El amarilleo de las hojas es uno de los síntomas más comunes en tomateras de maceta, y puede deberse a varias causas distintas. El patrón exacto (qué hojas, en qué orden) ayuda mucho a identificar la causa real.
Amarilleo empezando por las hojas bajas
Es el patrón más habitual y normalmente indica una de estas dos causas:
- Riego irregular: alternar sequía y encharcamiento estresa la planta, que reacciona sacrificando primero las hojas más viejas (las de abajo).
- Falta de nitrógeno: si el amarilleo es uniforme en toda la hoja y afecta principalmente a las hojas más viejas, suele indicar que el sustrato se ha agotado de nutrientes.
Amarilleo entre nervios (las venas se quedan verdes)
Este patrón específico suele apuntar a una carencia de magnesio o hierro, especialmente si la tomatera lleva mucho tiempo en el mismo sustrato sin abonar. Un abono equilibrado con microelementos suele corregirlo en pocas semanas.
Amarilleo con manchas oscuras o necróticas
Si además de amarillear aparecen manchas oscuras, revisa la posibilidad de un hongo o enfermedad fúngica, favorecida normalmente por exceso de humedad y mala ventilación entre plantas. Consulta nuestra guía de cómo evitar el exceso de riego y el hongo en macetas para más detalle.
Amarilleo generalizado y rápido en toda la planta
Si el amarilleo aparece de forma repentina y afecta a toda la planta por igual, revisa primero el riego: es frecuente que sea un encharcamiento reciente que está ahogando las raíces por falta de oxígeno, más que una carencia nutricional progresiva.
Cómo diagnosticar con más precisión
- Comprueba el sustrato: si está permanentemente húmedo o encharcado, empieza por corregir el riego antes de abonar.
- Revisa el patrón exacto (hojas bajas vs. altas, uniforme vs. entre nervios) para acotar la causa más probable.

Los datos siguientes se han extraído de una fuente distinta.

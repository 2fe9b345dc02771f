use serde::{Deserialize, Serialize};

pub type Result<T> = std::result::Result<T, crate::error::StrataError>;

/// Integer block coordinate. Serialized as a `[x, y, z]` array.
#[derive(Debug, Clone, Copy, PartialEq, Eq, Hash, Default, Serialize, Deserialize)]
#[serde(from = "[i64; 3]", into = "[i64; 3]")]
pub struct BlockPos {
    pub x: i64,
    pub y: i64,
    pub z: i64,
}

impl BlockPos {
    pub const ORIGIN: BlockPos = BlockPos { x: 0, y: 0, z: 0 };

    pub fn new(x: i64, y: i64, z: i64) -> Self {
        BlockPos { x, y, z }
    }

    /// Componentwise minimum.
    pub fn min(self, other: BlockPos) -> BlockPos {
        BlockPos::new(self.x.min(other.x), self.y.min(other.y), self.z.min(other.z))
    }

    /// Componentwise maximum.
    pub fn max(self, other: BlockPos) -> BlockPos {
        BlockPos::new(self.x.max(other.x), self.y.max(other.y), self.z.max(other.z))
    }

    /// Componentwise `self - other`, saturating at the i64 bounds.
    pub fn offset_from(self, other: BlockPos) -> BlockPos {
        BlockPos::new(
            self.x.saturating_sub(other.x),
            self.y.saturating_sub(other.y),
            self.z.saturating_sub(other.z),
        )
    }

    pub fn to_array(self) -> [i64; 3] {
        [self.x, self.y, self.z]
    }
}

impl From<[i64; 3]> for BlockPos {
    fn from([x, y, z]: [i64; 3]) -> Self {
        BlockPos { x, y, z }
    }
}

impl From<BlockPos> for [i64; 3] {
    fn from(pos: BlockPos) -> Self {
        pos.to_array()
    }
}

impl From<(i64, i64, i64)> for BlockPos {
    fn from((x, y, z): (i64, i64, i64)) -> Self {
        BlockPos { x, y, z }
    }
}

impl From<(i32, i32, i32)> for BlockPos {
    fn from((x, y, z): (i32, i32, i32)) -> Self {
        BlockPos::new(x.into(), y.into(), z.into())
    }
}

/// Size of a structure along each axis, in blocks.
#[derive(Debug, Clone, Copy, PartialEq, Eq, Default, Serialize, Deserialize)]
pub struct Extent {
    pub dx: i64,
    pub dy: i64,
    pub dz: i64,
}

impl Extent {
    pub const EMPTY: Extent = Extent { dx: 0, dy: 0, dz: 0 };

    pub fn new(dx: i64, dy: i64, dz: i64) -> Self {
        Extent { dx, dy, dz }
    }

    /// Inclusive extent of the box spanned by `min` and `max`.
    pub fn between(min: BlockPos, max: BlockPos) -> Self {
        let span = max.offset_from(min);
        Extent::new(
            span.x.saturating_add(1),
            span.y.saturating_add(1),
            span.z.saturating_add(1),
        )
    }

    pub fn is_empty(&self) -> bool {
        self.dx == 0 || self.dy == 0 || self.dz == 0
    }

    pub fn contains(&self, pos: BlockPos) -> bool {
        (0..self.dx).contains(&pos.x)
            && (0..self.dy).contains(&pos.y)
            && (0..self.dz).contains(&pos.z)
    }

    pub fn to_array(self) -> [i64; 3] {
        [self.dx, self.dy, self.dz]
    }
}
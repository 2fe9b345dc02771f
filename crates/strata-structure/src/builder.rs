use crate::bounds::BoundingBox;
use crate::config::DEFAULT_DATA_VERSION;
use crate::document::{Document, Placement};
use crate::palette::{Attributes, Palette};
use strata_common::{BlockPos, Extent, Result, StrataError};
use strata_logger::{log, LogSeverity};
use strata_nbt::Tag;

/// Accumulates placements, interning each distinct (label, attributes) pair
/// into the palette and tracking the bounding box of everything placed.
///
/// Placements at an already used position are appended, not merged.
#[derive(Debug, Clone)]
pub struct PaletteBuilder {
    palette: Palette,
    placements: Vec<Placement>,
    bounds: BoundingBox,
    data_version: i32,
}

impl Default for PaletteBuilder {
    fn default() -> Self {
        Self::new(DEFAULT_DATA_VERSION)
    }
}

impl PaletteBuilder {
    pub fn new(data_version: i32) -> Self {
        PaletteBuilder {
            palette: Palette::new(),
            placements: Vec::new(),
            bounds: BoundingBox::new(),
            data_version,
        }
    }

    /// Places `label` at `pos` and returns its palette index. A position that
    /// would stretch the box past an i64 extent on any axis is rejected and
    /// leaves the builder untouched.
    pub fn add_placement(
        &mut self,
        pos: impl Into<BlockPos>,
        label: &str,
        attributes: Option<&Attributes>,
        extra: Option<Tag>,
    ) -> Result<usize> {
        if label.is_empty() {
            return Err(StrataError::InvalidLabel(label.to_owned()));
        }

        let pos = pos.into();
        self.bounds.check_include(pos)?;

        let empty = Attributes::new();
        let attributes = attributes.unwrap_or(&empty);
        let (state, added) = self.palette.intern(label, attributes);
        if added {
            log(
                format!("Palette entry {}: {} {:?}", state, label, attributes),
                LogSeverity::Debug,
            );
        }

        self.placements.push(Placement { pos, state, extra });
        self.bounds.include(pos);
        Ok(state)
    }

    pub fn add_block(&mut self, pos: impl Into<BlockPos>, label: &str) -> Result<usize> {
        self.add_placement(pos, label, None, None)
    }

    pub fn add_block_with(
        &mut self,
        pos: impl Into<BlockPos>,
        label: &str,
        attributes: &Attributes,
    ) -> Result<usize> {
        self.add_placement(pos, label, Some(attributes), None)
    }

    pub fn palette(&self) -> &Palette {
        &self.palette
    }

    pub fn placements(&self) -> &[Placement] {
        &self.placements
    }

    pub fn bounds(&self) -> &BoundingBox {
        &self.bounds
    }

    pub fn data_version(&self) -> i32 {
        self.data_version
    }

    pub fn len(&self) -> usize {
        self.placements.len()
    }

    pub fn is_empty(&self) -> bool {
        self.placements.is_empty()
    }

    /// Extent of the current bounding box, (0,0,0) when nothing is placed.
    pub fn size(&self) -> Extent {
        self.bounds.extent()
    }

    /// Shifts every placement so the minimum corner becomes the origin. After
    /// this the box is `(0,0,0)..=(size-1)`, so calling it again is a no-op.
    pub fn translate_to_origin(&mut self) -> Extent {
        let Some((min, max)) = self.bounds.range() else {
            return Extent::EMPTY;
        };

        if min != BlockPos::ORIGIN {
            for placement in &mut self.placements {
                placement.pos = placement.pos.offset_from(min);
            }
            self.bounds = BoundingBox::spanning(BlockPos::ORIGIN, max.offset_from(min));
        }
        self.bounds.extent()
    }

    /// Translates to the origin and snapshots the result. The builder stays
    /// usable; finalizing again without new placements yields the same document.
    pub fn finalize(&mut self) -> Document {
        let size = self.translate_to_origin();
        self.log_finalized(size);
        Document {
            size,
            palette: self.palette.to_entries(),
            placements: self.placements.clone(),
            entities: Vec::new(),
            data_version: self.data_version,
        }
    }

    /// Like `finalize`, but hands over the placements without copying.
    pub fn into_document(mut self) -> Document {
        let size = self.translate_to_origin();
        self.log_finalized(size);
        Document {
            size,
            palette: self.palette.into_entries(),
            placements: self.placements,
            entities: Vec::new(),
            data_version: self.data_version,
        }
    }

    fn log_finalized(&self, size: Extent) {
        log(
            format!(
                "Finalized structure {}x{}x{}: {} placements, {} palette entries",
                size.dx,
                size.dy,
                size.dz,
                self.placements.len(),
                self.palette.len()
            ),
            LogSeverity::Debug,
        );
    }
}
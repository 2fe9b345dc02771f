pub mod error;
pub mod types;

pub use error::StrataError;
pub use types::{BlockPos, Extent, Result};
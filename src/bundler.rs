//! The bundler collaborator (spec §6 "Bundler"): takes an entry module, a
//! project root and an output directory, and returns the bundled JS plus
//! the list of `'use server'` modules it passed through.

use anyhow::{bail, Context, Result};
use std::path::{Path, PathBuf};
use tokio::process::Command;

/// The bundler's report for one bundling pass (spec §4.H step 2).
#[derive(Clone, Debug)]
pub struct BundleOutput {
    pub js: Vec<u8>,
    /// A bundler-reported input-byte metafile, surfaced by `--analyze`;
    /// opaque to the core (spec §9 open questions).
    pub metafile: Option<String>,
    pub server_shim_modules: Vec<String>,
}

pub trait Bundler: Send + Sync {
    fn bundle<'a>(
        &'a self,
        entry_source: &'a str,
        project_root: &'a Path,
        out_dir: &'a Path,
        minify: bool,
    ) -> crate::fs::BoxFuture<'a, Result<BundleOutput>>;
}

/// Adapter over the `esbuild` CLI binary (spec's out-of-scope "JavaScript
/// bundler backend"). Writes the entry to a temp file under `out_dir` and
/// invokes esbuild as a subprocess, since no JS bundler is a Rust crate.
pub struct EsbuildBundler {
    pub binary: PathBuf,
}

impl Default for EsbuildBundler {
    fn default() -> Self {
        Self {
            binary: PathBuf::from("esbuild"),
        }
    }
}

impl Bundler for EsbuildBundler {
    fn bundle<'a>(
        &'a self,
        entry_source: &'a str,
        project_root: &'a Path,
        out_dir: &'a Path,
        minify: bool,
    ) -> crate::fs::BoxFuture<'a, Result<BundleOutput>> {
        Box::pin(async move {
            tokio::fs::create_dir_all(out_dir).await.ok();
            let entry_path = out_dir.join("__peaque_entry.jsx");
            tokio::fs::write(&entry_path, entry_source)
                .await
                .context("writing generated frontend entry")?;

            let mut command = Command::new(&self.binary);
            command
                .arg(&entry_path)
                .arg("--bundle")
                .arg("--format=esm")
                .arg(format!("--outfile={}", out_dir.join("bundle.js").display()))
                .arg(format!("--metafile={}", out_dir.join("meta.json").display()))
                .current_dir(project_root);
            if minify {
                command.arg("--minify");
            }

            let output = command
                .output()
                .await
                .with_context(|| format!("invoking bundler at {}", self.binary.display()))?;
            if !output.status.success() {
                bail!(
                    "bundler exited with {}: {}",
                    output.status,
                    String::from_utf8_lossy(&output.stderr)
                );
            }

            let js = tokio::fs::read(out_dir.join("bundle.js"))
                .await
                .context("reading bundler output")?;
            let metafile = tokio::fs::read_to_string(out_dir.join("meta.json")).await.ok();
            let server_shim_modules = detect_server_shim_modules(project_root).await;

            Ok(BundleOutput {
                js,
                metafile,
                server_shim_modules,
            })
        })
    }
}

/// Scan the project's `src/` tree for files beginning with `'use
/// server'`, the set the generated backend entry needs to register RPC
/// routes for (spec §4.H step 2, §4.F). A full implementation defers to
/// the bundler's own dependency graph; absent that, this conservative
/// directory scan finds every module the build could possibly ship.
async fn detect_server_shim_modules(project_root: &Path) -> Vec<String> {
    let mut out = Vec::new();
    let mut stack = vec![project_root.join("src")];
    while let Some(dir) = stack.pop() {
        let Ok(mut entries) = tokio::fs::read_dir(&dir).await else {
            continue;
        };
        while let Ok(Some(entry)) = entries.next_entry().await {
            let path = entry.path();
            if entry.file_type().await.map(|t| t.is_dir()).unwrap_or(false) {
                stack.push(path);
                continue;
            }
            let Some(ext) = path.extension().and_then(|e| e.to_str()) else {
                continue;
            };
            if !matches!(ext, "ts" | "tsx" | "js" | "jsx") {
                continue;
            }
            if let Ok(text) = tokio::fs::read_to_string(&path).await {
                if crate::transform::server_action::is_server_action_file(&text) {
                    if let Ok(rel) = path.strip_prefix(project_root) {
                        out.push(rel.to_string_lossy().replace('\\', "/"));
                    }
                }
            }
        }
    }
    out.sort();
    out
}
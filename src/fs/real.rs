use super::{BoxFuture, DirEntry, FileSystem, Metadata};
use anyhow::{Context, Result};
use std::path::Path;
use std::time::SystemTime;

/// The host-filesystem backed implementation, used in dev/prod and backed
/// by `tokio::fs`.
#[derive(Clone, Copy, Debug, Default)]
pub struct RealFileSystem;

impl FileSystem for RealFileSystem {
    fn read_dir<'a>(&'a self, path: &'a Path) -> BoxFuture<'a, Result<Vec<DirEntry>>> {
        Box::pin(async move {
            let mut read = match tokio::fs::read_dir(path).await {
                Ok(read) => read,
                Err(err) if err.kind() == std::io::ErrorKind::NotFound => return Ok(Vec::new()),
                Err(err) => {
                    return Err(err).with_context(|| format!("reading directory {path:?}"))
                }
            };
            let mut out = Vec::new();
            while let Some(entry) = read.next_entry().await? {
                let file_type = entry.file_type().await?;
                out.push(DirEntry {
                    name: entry.file_name().to_string_lossy().into_owned(),
                    is_dir: file_type.is_dir(),
                });
            }
            out.sort_by(|a, b| a.name.cmp(&b.name));
            Ok(out)
        })
    }

    fn stat<'a>(&'a self, path: &'a Path) -> BoxFuture<'a, Result<Metadata>> {
        Box::pin(async move {
            let meta = tokio::fs::metadata(path)
                .await
                .with_context(|| format!("stat {path:?}"))?;
            Ok(Metadata {
                is_dir: meta.is_dir(),
                is_file: meta.is_file(),
                len: meta.len(),
                modified: meta.modified().unwrap_or(std::time::UNIX_EPOCH),
            })
        })
    }

    fn read_bytes<'a>(&'a self, path: &'a Path) -> BoxFuture<'a, Result<Vec<u8>>> {
        Box::pin(async move {
            tokio::fs::read(path)
                .await
                .with_context(|| format!("reading {path:?}"))
        })
    }

    fn write<'a>(&'a self, path: &'a Path, contents: &'a [u8]) -> BoxFuture<'a, Result<()>> {
        Box::pin(async move {
            if let Some(parent) = path.parent() {
                tokio::fs::create_dir_all(parent).await.ok();
            }
            tokio::fs::write(path, contents)
                .await
                .with_context(|| format!("writing {path:?}"))
        })
    }

    fn mkdir_recursive<'a>(&'a self, path: &'a Path) -> BoxFuture<'a, Result<()>> {
        Box::pin(async move {
            tokio::fs::create_dir_all(path)
                .await
                .with_context(|| format!("creating directory {path:?}"))
        })
    }

    fn unlink<'a>(&'a self, path: &'a Path) -> BoxFuture<'a, Result<()>> {
        Box::pin(async move {
            match tokio::fs::remove_file(path).await {
                Ok(()) => Ok(()),
                Err(err) if err.kind() == std::io::ErrorKind::NotFound => Ok(()),
                Err(err) => Err(err).with_context(|| format!("removing {path:?}")),
            }
        })
    }

    fn copy_recursive<'a>(&'a self, from: &'a Path, to: &'a Path) -> BoxFuture<'a, Result<()>> {
        Box::pin(async move { copy_recursive(from, to).await })
    }

    fn set_mtime<'a>(&'a self, path: &'a Path, time: SystemTime) -> BoxFuture<'a, Result<()>> {
        Box::pin(async move {
            let path = path.to_path_buf();
            tokio::task::spawn_blocking(move || {
                let file = std::fs::File::options().write(true).open(&path)?;
                file.set_modified(time)
            })
            .await
            .context("joining blocking set_mtime task")?
            .with_context(|| "setting mtime")
        })
    }
}

async fn copy_recursive(from: &Path, to: &Path) -> Result<()> {
    let meta = tokio::fs::metadata(from)
        .await
        .with_context(|| format!("stat {from:?} for recursive copy"))?;
    if meta.is_dir() {
        tokio::fs::create_dir_all(to).await?;
        let mut read = tokio::fs::read_dir(from).await?;
        let mut children = Vec::new();
        while let Some(entry) = read.next_entry().await? {
            children.push(entry.file_name());
        }
        children.sort();
        for name in children {
            Box::pin(copy_recursive(&from.join(&name), &to.join(&name))).await?;
        }
    } else {
        if let Some(parent) = to.parent() {
            tokio::fs::create_dir_all(parent).await.ok();
        }
        tokio::fs::copy(from, to)
            .await
            .with_context(|| format!("copying {from:?} to {to:?}"))?;
    }
    Ok(())
}
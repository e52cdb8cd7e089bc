//! The generated standalone backend entry (spec §4.H "Generated backend
//! entry contract"): a self-contained module that, executed, re-creates
//! the whole request surface offline — API handlers, server-action RPC
//! endpoints, pre-rendered page routes, the asset directory, startup
//! side effects, outermost middleware, and cron-scheduled jobs.
//!
//! The Rust core never executes this file; it only assembles
//! deterministic source text through [`crate::codegen`] so that two
//! builds from the same route/job/action set are byte-identical
//! (testable property 7).

use crate::codegen::{CodeWriter, ImportCollector};
use crate::head::RenderedHeads;
use crate::router::FileRef;

/// One API route as the backend entry needs it: the HTTP-method exports
/// the handler module carries (spec: "mapping each HTTP-method export to
/// a router registration") and the ancestor-first middleware stack ahead
/// of it, which gets wired into the generated registration through the
/// runtime's `withMiddleware` helper (spec §4.D), not just the single
/// global `src/middleware.ts`.
pub struct BackendApiRoute {
    pub pattern: String,
    pub handler: FileRef,
    pub methods: Vec<String>,
    pub middleware: Vec<FileRef>,
}

/// One page route as the backend entry needs it: just the pattern and
/// the stack key into the pre-rendered `HEADS` table (spec §4.G).
pub struct BackendPageRoute {
    pub pattern: String,
    pub stack_key: String,
}

/// One `'use server'` module's exported functions, registered at
/// `/api/__rpc/<module_path>/<name>` — the same URL shape the shared
/// shim generator bakes into the client stub (spec §4.C), so dev and
/// production dispatch identically instead of needing two RPC URL
/// conventions (Open Question, see DESIGN.md).
pub struct ServerActionModule {
    pub module_path: String,
    pub functions: Vec<String>,
}

/// One `src/jobs/**/job.ts` module (spec §4.H "Jobs").
pub struct JobEntry {
    pub display_name: String,
    pub file: FileRef,
}

pub struct BackendEntryInput<'a> {
    pub api_routes: &'a [BackendApiRoute],
    pub page_routes: &'a [BackendPageRoute],
    pub server_actions: &'a [ServerActionModule],
    pub jobs: &'a [JobEntry],
    /// Pre-rendered head HTML keyed by stack key (spec §4.G), embedded
    /// verbatim into the generated entry's `HEADS` table.
    pub heads: &'a RenderedHeads,
    pub asset_prefix: &'a str,
    pub has_startup: bool,
    pub has_middleware: bool,
}

fn specifier_of(path: &std::path::Path) -> String {
    format!("./{}", crate::common::strip_js_extension(&path.to_string_lossy().replace('\\', "/")))
}

/// Generate the backend entry source (spec §4.H "Generated backend entry
/// contract"). Deterministic: identifiers are derived from the sorted
/// position of each input slice, not from a hash map iteration order.
pub fn generate_backend_entry(input: &BackendEntryInput) -> String {
    let mut imports = ImportCollector::new();
    imports.add_named("peaque/runtime", "createApp");
    imports.add_named("peaque/runtime", "Cron");
    imports.add_named("peaque/runtime", "decodeWire");
    imports.add_named("peaque/runtime", "encodeWire");
    imports.add_named("peaque/runtime", "serveCompressed");
    imports.add_named("peaque/runtime", "checkCrossOrigin");

    let handler_idents: Vec<String> = (0..input.api_routes.len()).map(|i| format!("handler_{i}")).collect();
    for (route, ident) in input.api_routes.iter().zip(&handler_idents) {
        imports.add_namespace(specifier_of(&route.handler.path), ident.clone());
    }

    // Per-route middleware stacks (spec §4.D), deduped by path so a
    // shared ancestor `middleware.ts` gets one import no matter how many
    // routes inherit it.
    let mut middleware_idents: Vec<(std::path::PathBuf, String)> = Vec::new();
    for route in input.api_routes {
        for file in &route.middleware {
            if !middleware_idents.iter().any(|(path, _)| path == &file.path) {
                let ident = format!("mw_{}", middleware_idents.len());
                imports.add_namespace(specifier_of(&file.path), ident.clone());
                middleware_idents.push((file.path.clone(), ident));
            }
        }
    }
    let middleware_ident_of = |path: &std::path::Path| -> String {
        middleware_idents
            .iter()
            .find(|(p, _)| p == path)
            .map(|(_, ident)| ident.clone())
            .expect("middleware import registered above")
    };
    let any_route_has_middleware = input.api_routes.iter().any(|r| !r.middleware.is_empty());
    if any_route_has_middleware {
        imports.add_named("peaque/runtime", "withMiddleware");
    }

    let shim_idents: Vec<String> = (0..input.server_actions.len()).map(|i| format!("actions_{i}")).collect();
    for (module, ident) in input.server_actions.iter().zip(&shim_idents) {
        imports.add_namespace(format!("./{}", module.module_path), ident.clone());
    }

    let job_idents: Vec<String> = (0..input.jobs.len()).map(|i| format!("job_{i}")).collect();
    for (job, ident) in input.jobs.iter().zip(&job_idents) {
        imports.add_default(specifier_of(&job.file.path), ident.clone());
    }

    if input.has_middleware {
        imports.add_default("./src/middleware", "globalMiddleware");
    }

    let mut writer = CodeWriter::new();
    if input.has_startup {
        writer.line("import \"./src/startup\";");
    }
    writer.line(imports.render().trim_end());
    writer.blank();
    writer.line("const app = createApp();");
    writer.blank();

    writer.block("const HEADS = {", "};", |w| {
        for (key, html) in input.heads {
            w.line(format!(
                "{}: {},",
                serde_json::to_string(key).unwrap(),
                serde_json::to_string(html).unwrap()
            ));
        }
    });
    writer.blank();

    for (route, ident) in input.api_routes.iter().zip(&handler_idents) {
        for method in &route.methods {
            if route.middleware.is_empty() {
                writer.line(format!(
                    "app.{}(\"{}\", (req) => {ident}.{method}(req));",
                    method.to_ascii_lowercase(),
                    route.pattern
                ));
            } else {
                let mw_list = route
                    .middleware
                    .iter()
                    .map(|f| format!("{}.default", middleware_ident_of(&f.path)))
                    .collect::<Vec<_>>()
                    .join(", ");
                writer.line(format!(
                    "app.{}(\"{}\", withMiddleware([{mw_list}], (req) => {ident}.{method}(req)));",
                    method.to_ascii_lowercase(),
                    route.pattern
                ));
            }
        }
    }
    writer.blank();

    for (module, ident) in input.server_actions.iter().zip(&shim_idents) {
        for function in &module.functions {
            writer.block(
                &format!(
                    "app.post(\"/api/__rpc/{}/{function}\", async (req) => {{",
                    module.module_path
                ),
                "});",
                |w| {
                    w.block("if (!checkCrossOrigin(req)) {", "}", |w| {
                        w.line("return req.status(403).json({ error: \"Forbidden: Cross-origin request rejected\" });");
                    });
                    w.line("const { args } = decodeWire(await req.json());");
                    w.block("try {", "}", |w| {
                        w.line(format!("const result = await {ident}.{function}(...args);"));
                        w.line("return req.status(200).json(encodeWire(result));");
                    });
                    w.block("catch (err) {", "}", |w| {
                        w.line("return req.status(500).send(String(err && err.message || err));");
                    });
                },
            );
        }
    }
    writer.blank();

    for route in input.page_routes {
        writer.line(format!(
            "app.get(\"{}\", (req) => req.html(HEADS[\"{}\"]));",
            route.pattern, route.stack_key
        ));
    }
    writer.blank();

    writer.line(format!(
        "app.get(\"/{}/*\", (req) => serveCompressed(\"{}\", req));",
        input.asset_prefix, input.asset_prefix
    ));
    writer.blank();

    if input.has_middleware {
        writer.line("app.use(globalMiddleware);");
        writer.blank();
    }

    for (job, ident) in input.jobs.iter().zip(&job_idents) {
        writer.block(&format!("for (const schedule of {ident}.schedule) {{"), "}", |w| {
            w.block(
                &format!("Cron(schedule, {{ protect: true }}, async () => {{"),
                "});",
                |w| {
                    w.block("try {", "}", |w| {
                        w.line(format!("await {ident}.runJob();"));
                    });
                    w.block("catch (err) {", "}", |w| {
                        w.line(format!(
                            "console.error(\"[{}]\", err);",
                            job.display_name
                        ));
                    });
                },
            );
        });
    }
    writer.blank();

    writer.line("const portFlagIndex = process.argv.findIndex((a) => a === \"--port\" || a === \"-p\");");
    writer.line("const port = portFlagIndex >= 0 ? Number(process.argv[portFlagIndex + 1]) : 3000;");
    writer.line("const server = app.listen(port, () => console.log(`Peaque listening on http://localhost:${port}`));");
    writer.blank();
    writer.line("process.on(\"SIGINT\", () => server.close(() => process.exit(0)));");
    writer.line("process.on(\"SIGTERM\", () => server.close(() => process.exit(0)));");

    writer.finish()
}

#[cfg(test)]
mod tests {
    use super::*;
    use std::path::PathBuf;

    fn sample() -> (Vec<BackendApiRoute>, Vec<BackendPageRoute>, Vec<ServerActionModule>, Vec<JobEntry>) {
        let api = vec![BackendApiRoute {
            pattern: "/users".into(),
            handler: FileRef { path: PathBuf::from("src/api/users/route.ts") },
            methods: vec!["GET".into(), "POST".into()],
            middleware: Vec::new(),
        }];
        let pages = vec![BackendPageRoute {
            pattern: "/users".into(),
            stack_key: "src/head.ts".into(),
        }];
        let actions = vec![ServerActionModule {
            module_path: "src/actions/user".into(),
            functions: vec!["updateUser".into()],
        }];
        let jobs = vec![JobEntry {
            display_name: "cleanup".into(),
            file: FileRef { path: PathBuf::from("src/jobs/cleanup/job.ts") },
        }];
        (api, pages, actions, jobs)
    }

    fn sample_heads() -> RenderedHeads {
        let mut heads = RenderedHeads::new();
        heads.insert("src/head.ts".into(), "<title>Users</title>\n".into());
        heads
    }

    #[test]
    fn registers_every_contract_surface() {
        let (api, pages, actions, jobs) = sample();
        let heads = sample_heads();
        let input = BackendEntryInput {
            api_routes: &api,
            page_routes: &pages,
            server_actions: &actions,
            jobs: &jobs,
            heads: &heads,
            asset_prefix: "assets-deadbeef",
            has_startup: true,
            has_middleware: true,
        };
        let source = generate_backend_entry(&input);
        assert!(source.contains("import \"./src/startup\";"));
        assert!(source.contains("app.get(\"/users\", (req) => handler_0.GET(req));"));
        assert!(source.contains("app.post(\"/users\", (req) => handler_0.POST(req));"));
        assert!(source.contains("app.post(\"/api/__rpc/src/actions/user/updateUser\""));
        assert!(source.contains("app.get(\"/users\", (req) => req.html(HEADS[\"src/head.ts\"]));"));
        assert!(source.contains("\"src/head.ts\": \"<title>Users</title>\\n\","));
        assert!(source.contains("app.get(\"/assets-deadbeef/*\""));
        assert!(source.contains("app.use(globalMiddleware);"));
        assert!(source.contains("Cron(schedule"));
        assert!(source.contains("console.error(\"[cleanup]\", err);"));
        assert!(source.contains("process.on(\"SIGINT\""));
        assert!(source.contains("process.on(\"SIGTERM\""));
    }

    #[test]
    fn per_route_middleware_wraps_the_handler_registration() {
        let api = vec![BackendApiRoute {
            pattern: "/users".into(),
            handler: FileRef { path: PathBuf::from("src/api/users/route.ts") },
            methods: vec!["GET".into()],
            middleware: vec![
                FileRef { path: PathBuf::from("src/api/middleware.ts") },
                FileRef { path: PathBuf::from("src/api/users/middleware.ts") },
            ],
        }];
        let heads = RenderedHeads::new();
        let input = BackendEntryInput {
            api_routes: &api,
            page_routes: &[],
            server_actions: &[],
            jobs: &[],
            heads: &heads,
            asset_prefix: "assets-deadbeef",
            has_startup: false,
            has_middleware: false,
        };
        let source = generate_backend_entry(&input);
        assert!(source.contains("import * as mw_0 from \"./src/api/middleware\";"));
        assert!(source.contains("import * as mw_1 from \"./src/api/users/middleware\";"));
        assert!(source.contains("withMiddleware"));
        assert!(source.lines().any(|l| l.starts_with("import {") && l.contains("withMiddleware") && l.contains("peaque/runtime")));
        assert!(source.contains(
            "app.get(\"/users\", withMiddleware([mw_0.default, mw_1.default], (req) => handler_0.GET(req)));"
        ));
    }

    #[test]
    fn identical_input_produces_byte_identical_output() {
        let (api, pages, actions, jobs) = sample();
        let heads = sample_heads();
        let input = BackendEntryInput {
            api_routes: &api,
            page_routes: &pages,
            server_actions: &actions,
            jobs: &jobs,
            heads: &heads,
            asset_prefix: "assets-deadbeef",
            has_startup: false,
            has_middleware: false,
        };
        assert_eq!(generate_backend_entry(&input), generate_backend_entry(&input));
    }

    #[test]
    fn no_startup_no_middleware_omits_both() {
        let heads = RenderedHeads::new();
        let input = BackendEntryInput {
            api_routes: &[],
            page_routes: &[],
            server_actions: &[],
            jobs: &[],
            heads: &heads,
            asset_prefix: "assets-deadbeef",
            has_startup: false,
            has_middleware: false,
        };
        let source = generate_backend_entry(&input);
        assert!(!source.contains("./src/startup"));
        assert!(!source.contains("globalMiddleware"));
    }
}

- Descarta plagas revisando el envés de las hojas; el pulgón y la mosca blanca también pueden provocar amarilleo indirecto por debilitar la planta.
Prevención a largo plazo
Un sustrato de calidad renovado anualmente, un riego constante (idealmente con sistema automático) y un abonado regular durante la fructificación son las tres medidas que más reducen la aparición de este problema en tomateras de balcón.